My father-in-law once told me “In Asia, human life is cheap.” Aside from the fact that it’s a fact, he’s also Asian and lives in Asia, so let’s not think this is offensive somehow, aside from the reality of it. Thanks to globalization and technology inexpensive humans, not just from Asia, are available to all. Call centers are routinely overseas. There are businesses in Romania where people play video games all day to sell the virtual gold for real money. There are companies in India that will intercept “Are you a robot?” captcha questions and solve them so scripts you run won’t be interrupted.
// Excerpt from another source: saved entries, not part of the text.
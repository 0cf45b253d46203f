use std::f64::consts::PI;
use crate::mesh::MeshGeometry;
use crate::state::Disk;


/// The two tracked metal species
#[derive(Clone, Copy, PartialEq, Eq)]
pub enum Species {
    Oxygen,
    Iron,
}


/**
 * One implicit diffusion step for a metal species. The operator acts on
 * the metal mass M_n = Z_n Sigma_n x_n^2 dlnx with zero-flux boundary
 * rows; its columns sum to one, so the total metal mass is conserved to
 * round-off no matter the time step.
 */
pub fn diffuse_metals(
    disk: &mut Disk,
    geom: &MeshGeometry,
    dt: f64,
    species: Species,
) -> anyhow::Result<()> {
    let nx = disk.nx;
    let kappa = disk.params.kappa_metals;
    if kappa <= 0.0 {
        return Ok(());
    }

    // interface weights: eta couples a cell to its outer neighbor, xi the
    // reverse, split so the pair moves metal mass without moving gas
    for k in 0..nx - 1 {
        let dx = geom.x[k + 1] - geom.x[k];
        let sum = 4.0 * PI * kappa / (dx * dx);
        let ratio = geom.x[k + 1] * geom.x[k + 1] * disk.col[k + 1]
            / (geom.x[k] * geom.x[k] * disk.col[k]);
        disk.scratch.eta[k] = sum / (1.0 + ratio);
        disk.scratch.xi[k] = sum * ratio / (1.0 + ratio);
    }

    {
        let z = match species {
            Species::Oxygen => &disk.z_o,
            Species::Iron => &disk.z_fe,
        };
        let s = &mut disk.scratch;
        for j in 0..nx {
            s.rhs[j] = z[j] * disk.col[j] * geom.x[j] * geom.x[j] * geom.dlnx;
            s.sub[j] = if j > 0 { -dt * s.xi[j - 1] } else { 0.0 };
            s.sup[j] = if j < nx - 1 { -dt * s.eta[j] } else { 0.0 };
            let mut diag = 1.0;
            if j < nx - 1 {
                diag += dt * s.xi[j];
            }
            if j > 0 {
                diag += dt * s.eta[j - 1];
            }
            s.diag[j] = diag;
        }
        s.ws
            .solve(&s.sub[..nx], &s.diag[..nx], &s.sup[..nx], &s.rhs[..nx], &mut s.sol[..nx])
            .map_err(|e| anyhow::anyhow!("metal diffusion solve failed: {}", e))?;
    }

    for j in 0..nx {
        let z_new = disk.scratch.sol[j] / (disk.col[j] * geom.x[j] * geom.x[j] * geom.dlnx);
        if !z_new.is_finite() || z_new < 0.0 || z_new > 1.0 {
            anyhow::bail!(
                "error diffusing metals at cell {}: Z={} col={}",
                j, z_new, disk.col[j]
            );
        }
        match species {
            Species::Oxygen => disk.z_o[j] = z_new,
            Species::Iron => disk.z_fe[j] = z_new,
        }
    }
    Ok(())
}


// ============================================================================
#[cfg(test)]
mod tests {
    use super::*;
    use crate::mesh::Mesh;
    use crate::state::tests::test_params;
    use crate::state::Disk;

    fn geom(nx: usize) -> MeshGeometry {
        Mesh {
            num_cells: nx,
            x_min: 0.01,
            inner_power_law: 0.0,
            turnover_radius: 0.0,
            softening: 2.0,
            refine: 2,
        }
        .geometry()
    }

    fn metal_mass(disk: &Disk, geom: &MeshGeometry) -> f64 {
        (0..disk.nx)
            .map(|i| disk.z_o[i] * disk.col[i] * geom.x[i] * geom.x[i] * geom.dlnx)
            .sum()
    }

    fn gradient_disk(nx: usize, kappa: f64) -> Disk {
        let mut params = test_params();
        params.kappa_metals = kappa;
        let mut disk = Disk::new(params, nx);
        disk.col.fill(1.0);
        disk.sig.fill(0.05);
        for i in 0..nx {
            disk.z_o[i] = 2.0e-3 * (1.0 + 4.0 * (i as f64) / nx as f64);
            disk.z_fe[i] = 5.0e-4;
        }
        disk
    }

    #[test]
    fn zero_kappa_is_the_identity() {
        let g = geom(50);
        let mut disk = gradient_disk(50, 0.0);
        let before = disk.z_o.clone();
        diffuse_metals(&mut disk, &g, 1.0e-3, Species::Oxygen).unwrap();
        for i in 0..50 {
            assert_eq!(disk.z_o[i], before[i]);
        }
    }

    #[test]
    fn metal_mass_is_conserved_over_many_steps() {
        let g = geom(50);
        let mut disk = gradient_disk(50, 1.0e-3);
        let m0 = metal_mass(&disk, &g);
        for _ in 0..10_000 {
            diffuse_metals(&mut disk, &g, 1.0e-4, Species::Oxygen).unwrap();
        }
        let m1 = metal_mass(&disk, &g);
        assert!(
            ((m1 - m0) / m0).abs() < 1.0e-8,
            "metal mass drifted: {} -> {}",
            m0,
            m1
        );
    }

    #[test]
    fn diffusion_flattens_the_gradient() {
        let g = geom(50);
        let mut disk = gradient_disk(50, 1.0e-3);
        let spread0 = disk.z_o[49] - disk.z_o[0];
        for _ in 0..200 {
            diffuse_metals(&mut disk, &g, 1.0e-2, Species::Oxygen).unwrap();
        }
        let spread1 = disk.z_o[49] - disk.z_o[0];
        assert!(spread1 > 0.0);
        assert!(spread1 < spread0, "gradient should relax: {} -> {}", spread0, spread1);
    }

    #[test]
    fn iron_is_untouched_by_an_oxygen_step() {
        let g = geom(50);
        let mut disk = gradient_disk(50, 1.0e-3);
        diffuse_metals(&mut disk, &g, 1.0e-3, Species::Oxygen).unwrap();
        for i in 0..50 {
            assert_eq!(disk.z_fe[i], 5.0e-4);
        }
    }
}
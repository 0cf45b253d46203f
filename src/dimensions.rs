use serde::{Serialize, Deserialize};


pub static MSOL: f64 = 1.98892e33;          // g
pub static SPERYEAR: f64 = 3.15569e7;       // s
pub static CM_PER_KPC: f64 = 3.08568025e21; // cm
pub static GRAVITY: f64 = 6.67384e-8;       // cm^3 g^-1 s^-2
pub static KBOLTZ: f64 = 1.3806503e-16;     // erg K^-1
pub static MHYDROGEN: f64 = 1.67262158e-24; // g
pub static Z_SOL: f64 = 0.02;
pub static Z_SOL_O: f64 = 5.7e-3;
pub static Z_SOL_FE: f64 = 1.3e-3;
pub static Z_BBN: f64 = 1.0e-8;


/**
 * Dimensional scales of a run. The disk state is dimensionless: radii in
 * units of the outer radius, velocities in units of the circular velocity
 * there, mass fluxes in units of the initial external accretion rate. These
 * three constants carry every conversion back to cgs.
 */
#[derive(Clone, Serialize, Deserialize)]
#[serde(deny_unknown_fields)]
pub struct Scales {

    /// Outer radius of the disk [kpc]
    pub radius_kpc: f64,

    /// Circular velocity of a 10^12 Msun halo [km/s]; the run's velocity
    /// scale follows (Mh0/10^12)^(1/3)
    pub vphi_per_mh12_kms: f64,
}


/**
 * Resolved cgs scales, built once per run.
 */
#[derive(Clone)]
pub struct Dimensions {
    pub radius: f64,    // cm
    pub vphi_r: f64,    // cm/s
    pub mdot_ext0: f64, // g/s
}


// ============================================================================
impl Scales {
    pub fn validate(&self) -> anyhow::Result<()> {
        if self.radius_kpc <= 0.0 {
            anyhow::bail!("radius_kpc must be positive")
        }
        if self.vphi_per_mh12_kms <= 0.0 {
            anyhow::bail!("vphi_per_mh12_kms must be positive")
        }
        Ok(())
    }

    pub fn resolve(&self, mh0_msun: f64, mdot_ext0_cgs: f64) -> Dimensions {
        Dimensions {
            radius: self.radius_kpc * CM_PER_KPC,
            vphi_r: self.vphi_per_mh12_kms * 1.0e5 * (mh0_msun / 1.0e12).powf(1.0 / 3.0),
            mdot_ext0: mdot_ext0_cgs,
        }
    }
}


// ============================================================================
impl Dimensions {

    /// Dimensionless self-gravity strength G Mdot / vphi^3
    pub fn chi(&self) -> f64 {
        GRAVITY * self.mdot_ext0 / (self.vphi_r * self.vphi_r * self.vphi_r)
    }

    /// Column density in g/cm^2 from its dimensionless value
    pub fn col_cgs(&self, col: f64) -> f64 {
        col * self.mdot_ext0 / (self.vphi_r * self.radius)
    }

    /// Seconds per unit of dimensionless time
    pub fn time_sec(&self) -> f64 {
        self.radius / self.vphi_r
    }

    /// Solar masses per unit of dimensionless mass (col x^2 dlnx sums)
    pub fn mass_msun(&self, m: f64) -> f64 {
        m * 2.0 * std::f64::consts::PI * self.radius * self.mdot_ext0 / (self.vphi_r * MSOL)
    }

    /// Dimensionless accretion rate from a cgs mass flux
    pub fn mdot_hat(&self, mdot_cgs: f64) -> f64 {
        mdot_cgs / (2.0 * std::f64::consts::PI * self.mdot_ext0)
    }

    /// Thermal dispersion floor, in units of vphiR, for a gas temperature
    pub fn sig_th(&self, gas_temp_k: f64) -> f64 {
        (gas_temp_k * KBOLTZ / MHYDROGEN).sqrt() / self.vphi_r
    }
}


// ============================================================================
#[cfg(test)]
mod tests {
    use super::*;

    fn dims() -> Dimensions {
        Scales { radius_kpc: 20.0, vphi_per_mh12_kms: 220.0 }
            .resolve(1.0e12, 2.0 * MSOL / SPERYEAR)
    }

    #[test]
    fn accreted_mass_round_trips_through_the_units() {
        // Accreting at the fiducial rate for one time unit must add
        // mdot_ext0 * (radius/vphi) grams.
        let d = dims();
        let a_hat = d.mdot_hat(d.mdot_ext0);
        let accreted = d.mass_msun(a_hat * 1.0);
        let expected = d.mdot_ext0 * d.time_sec() / MSOL;
        assert!((accreted - expected).abs() / expected < 1e-12);
    }

    #[test]
    fn thermal_floor_is_small_against_the_rotation_speed() {
        let d = dims();
        let s = d.sig_th(7000.0);
        assert!(s > 0.0 && s < 0.1);
    }

    #[test]
    fn chi_is_dimensionless_and_small() {
        let d = dims();
        assert!(d.chi() > 0.0 && d.chi() < 1.0);
    }
}
/**
 * Which state variable set the time step, and where.
 */
#[derive(Clone, Copy, Debug, PartialEq, Eq)]
pub enum LimitVar {
    OxygenAbundance,
    IronAbundance,
    ColumnDensity,
    VelocityDispersion,
    StarFormation,
    StellarMigration,
    StellarDispersion,
}

impl LimitVar {
    pub fn name(self) -> &'static str {
        match self {
            LimitVar::OxygenAbundance => "Z_O",
            LimitVar::IronAbundance => "Z_Fe",
            LimitVar::ColumnDensity => "col",
            LimitVar::VelocityDispersion => "sig",
            LimitVar::StarFormation => "SFR",
            LimitVar::StellarMigration => "col_st",
            LimitVar::StellarDispersion => "sig_st",
        }
    }
}

#[derive(Clone, Copy, Debug)]
pub struct Limiter {
    pub var: LimitVar,
    pub cell: usize,
    pub rate: f64,
}


/**
 * Running state of the outer loop.
 */
pub struct Status {
    pub time: f64,
    pub step: usize,
    pub dt: f64,
    pub z: f64,
    pub limiter: Option<Limiter>,
    pub converged: bool,
}

impl Status {
    pub fn new(z_start: f64) -> Self {
        Self { time: 0.0, step: 0, dt: 0.0, z: z_start, limiter: None, converged: false }
    }
}


/**
 * Loop control: how long to run, how often to emit records, and how many
 * consecutive capped steps count as convergence (zero disables the check,
 * which is the production setting).
 */
#[derive(Clone)]
pub struct RunOptions {
    pub final_time: f64,
    pub step_max: usize,
    pub radial_interval: f64,
    pub stars_interval: f64,
    pub message_interval: f64,
    pub convergence_steps: usize,
}


// ============================================================================
/**
 * Choose dt so that no state variable changes by more than the tolerance,
 * scanning every cell for the fastest relative rate. The step is capped at
 * a tenth of the innermost orbital scale. Returns the step together with
 * the variable and cell that set it.
 */
pub fn compute_time_step(
    disk: &Disk,
    geom: &MeshGeometry,
    lbt: f64,
) -> anyhow::Result<(f64, Limiter)> {
    fn consider(dmax: &mut f64, limiter: &mut Limiter, rate: f64, var: LimitVar, cell: usize) {
        let r = rate.abs();
        if r > *dmax {
            *dmax = r;
            *limiter = Limiter { var, cell, rate: r };
        }
    }

    let p = &disk.params;
    let mut dmax = 0.0;
    let mut limiter = Limiter { var: LimitVar::ColumnDensity, cell: 0, rate: 0.0 };

    for i in 0..disk.nx {
        consider(&mut dmax, &mut limiter, disk.dzodt[i] / disk.z_o[i], LimitVar::OxygenAbundance, i);
        consider(&mut dmax, &mut limiter, disk.dzfedt[i] / disk.z_fe[i], LimitVar::IronAbundance, i);
        consider(&mut dmax, &mut limiter, disk.dcoldt[i] / disk.col[i], LimitVar::ColumnDensity, i);
        if disk.sig[i] > p.sig_th {
            let nt = (disk.sig[i] * disk.sig[i] - p.sig_th * p.sig_th).sqrt();
            consider(&mut dmax, &mut limiter, disk.dsigdt[i] / nt, LimitVar::VelocityDispersion, i);
        }
        for s in 0..disk.sps_active.len() {
            let sp = &disk.sps_active[s];
            if sp.col[i] <= 0.0 {
                continue;
            }
            if sp.is_forming(lbt) {
                consider(
                    &mut dmax,
                    &mut limiter,
                    disk.col_sfr[i] / sp.col[i],
                    LimitVar::StarFormation,
                    i,
                );
            }
            consider(
                &mut dmax,
                &mut limiter,
                sp.migration_rate(i, &disk.yy, geom) / sp.col[i],
                LimitVar::StellarMigration,
                i,
            );
            consider(
                &mut dmax,
                &mut limiter,
                derivs::dsigstdt(disk, geom, i, s, lbt) / sp.sig_r[i],
                LimitVar::StellarDispersion,
                i,
            );
        }
        if !dmax.is_finite() {
            anyhow::bail!(
                "error setting the time step at cell {}: variable {} rate {}",
                i,
                limiter.var.name(),
                limiter.rate
            );
        }
    }

    let dt = p.tol / dmax.max(10.0 * p.tol / geom.x[0]);
    Ok((dt, limiter))
}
Replacing everyone at a bank office with machines and remote workers would probably not be a great deal of work. We’ll even set up tablets so you can look people in the eye while you’re handling your banking with them, I’m sure vendors are already promising. Why isn’t this being done already? It likely is being done here and there in pieces, but there’s a point at which humans are cheaper than machines. Push that line of how much humans are compensated too far and that won’t be an issue anymore. Remember people protesting about McDonald’s employees not being paid enough? Shortly after that we saw most cashiers disappear and huge touchscreens, reportedly peppered with feces, appear. Which brings us to…

Apps, AI & Robots, Oh My!

wizard-of-ozWhile it’s often entirely possible to replace your domestic human workers with international ones, sometimes that’s not even necessary, thanks to apps, AI & robotics.
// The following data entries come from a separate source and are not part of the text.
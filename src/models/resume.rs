use serde::{Serialize, Deserialize};
use crate::dimensions::{Z_SOL_FE, Z_SOL_O};
use crate::models::{finalize, InitialModel};
use crate::stability::enforce_fixed_q;
use crate::stars::{old_ith_bin, young_ith_bin, StellarPop};
use crate::state::{Disk, DiskParams, Initializer};
use crate::stepper::Setup;


/**
 * Start from a persisted Initializer, the hand-off from a warm-up run to
 * the production run.
 */
#[derive(Clone, Serialize, Deserialize)]
#[serde(deny_unknown_fields)]
pub struct Resume {

    /// Path to the persisted initializer (YAML)
    pub path: String,

    /// Rescale the gas and stellar dispersions jointly in EnforceFixedQ
    #[serde(default)]
    pub fixed_phi0: bool,
}


// ============================================================================
impl InitialModel for Resume {

    fn validate(&self) -> anyhow::Result<()> {
        if self.path.is_empty() {
            anyhow::bail!("resume needs a path to a persisted initializer")
        }
        Ok(())
    }

    fn build(&self, params: DiskParams, setup: &Setup) -> anyhow::Result<Disk> {
        let file = std::fs::File::open(&self.path)
            .map_err(|e| anyhow::anyhow!("cannot open initializer {}: {}", self.path, e))?;
        let init: Initializer = serde_yaml::from_reader(file)
            .map_err(|e| anyhow::anyhow!("cannot parse initializer {}: {}", self.path, e))?;
        disk_from_initializer(&init, params, setup, self.fixed_phi0)
    }
}


/**
 * Build a disk from an Initializer: the recorded gas and stellar profiles,
 * fresh age bins, tenth-solar metals, and Q driven back to its fixed
 * value. Shared between the resume model and the in-process warm-up
 * hand-off.
 */
pub fn disk_from_initializer(
    init: &Initializer,
    params: DiskParams,
    setup: &Setup,
    fixed_phi0: bool,
) -> anyhow::Result<Disk> {
    let geom = &setup.geom;
    let nx = geom.nx;
    if init.col.len() != nx || init.sig.len() != nx || init.col_st.len() != nx
        || init.sig_st.len() != nx
    {
        anyhow::bail!(
            "initializer has {} cells but the mesh has {}",
            init.col.len(),
            nx
        );
    }

    let lbt_start = setup.cosmic.lbt_start();
    let mut disk = Disk::new(params, nx);
    let p = disk.params.clone();

    let mut active = StellarPop::new(
        nx,
        young_ith_bin(0, lbt_start, p.n_active),
        old_ith_bin(0, lbt_start, p.n_active),
    );
    active.age_at_z0 = lbt_start;

    let z_o = 0.1 * Z_SOL_O;
    let z_fe = 0.1 * Z_SOL_FE;
    for i in 0..nx {
        disk.col[i] = init.col[i];
        disk.sig[i] = init.sig[i];
        disk.z_o[i] = z_o;
        disk.z_fe[i] = z_fe;
        active.col[i] = init.col_st[i];
        active.sig_r[i] = init.sig_st[i].max(p.min_sig_st);
        active.sig_z[i] = active.sig_r[i];
        active.z_o[i] = z_o;
        active.z_fe[i] = z_fe;
    }

    let mut passive = active.clone();
    passive.youngest = young_ith_bin(0, lbt_start, p.n_passive);
    passive.oldest = old_ith_bin(0, lbt_start, p.n_passive);
    disk.sps_active.push(active);
    disk.sps_passive.push(passive);

    enforce_fixed_q(&mut disk, geom, setup.dims.chi(), fixed_phi0)?;
    disk.check_state_vars("Initialize")?;

    finalize(&mut disk, setup);
    Ok(disk)
}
I used to go to the bank at least once a week, if not more. I had to deposit checks, move money around and wire money, as I ran a business and tried to keep my personal account from going negative. I think I’ve been inside the bank once in the past year, when I had a check that was too large to deposit through the app I use now for everything. The days of local bank branches every quarter of a mile or so throughout the suburbs are probably a thing of the past already. Aside from serving as ads for the banks, and maybe locations for workers, there’s not a big retail banking purpose to their existence.

Neo_meets_morpheusMany scoff at AI, thinking it will never be able to replace people in their jobs – it doesn’t work so well, what would be the point, etc. AI, which in this context I’m using for computer systems that don’t manipulate physical objects, but run largely on their own, is already in use writing sports articles and annual reports, doing legal due diligence, doing compensation analysis, bookkeeping, and many other things. AI plus robotics is where things get really interesting, though.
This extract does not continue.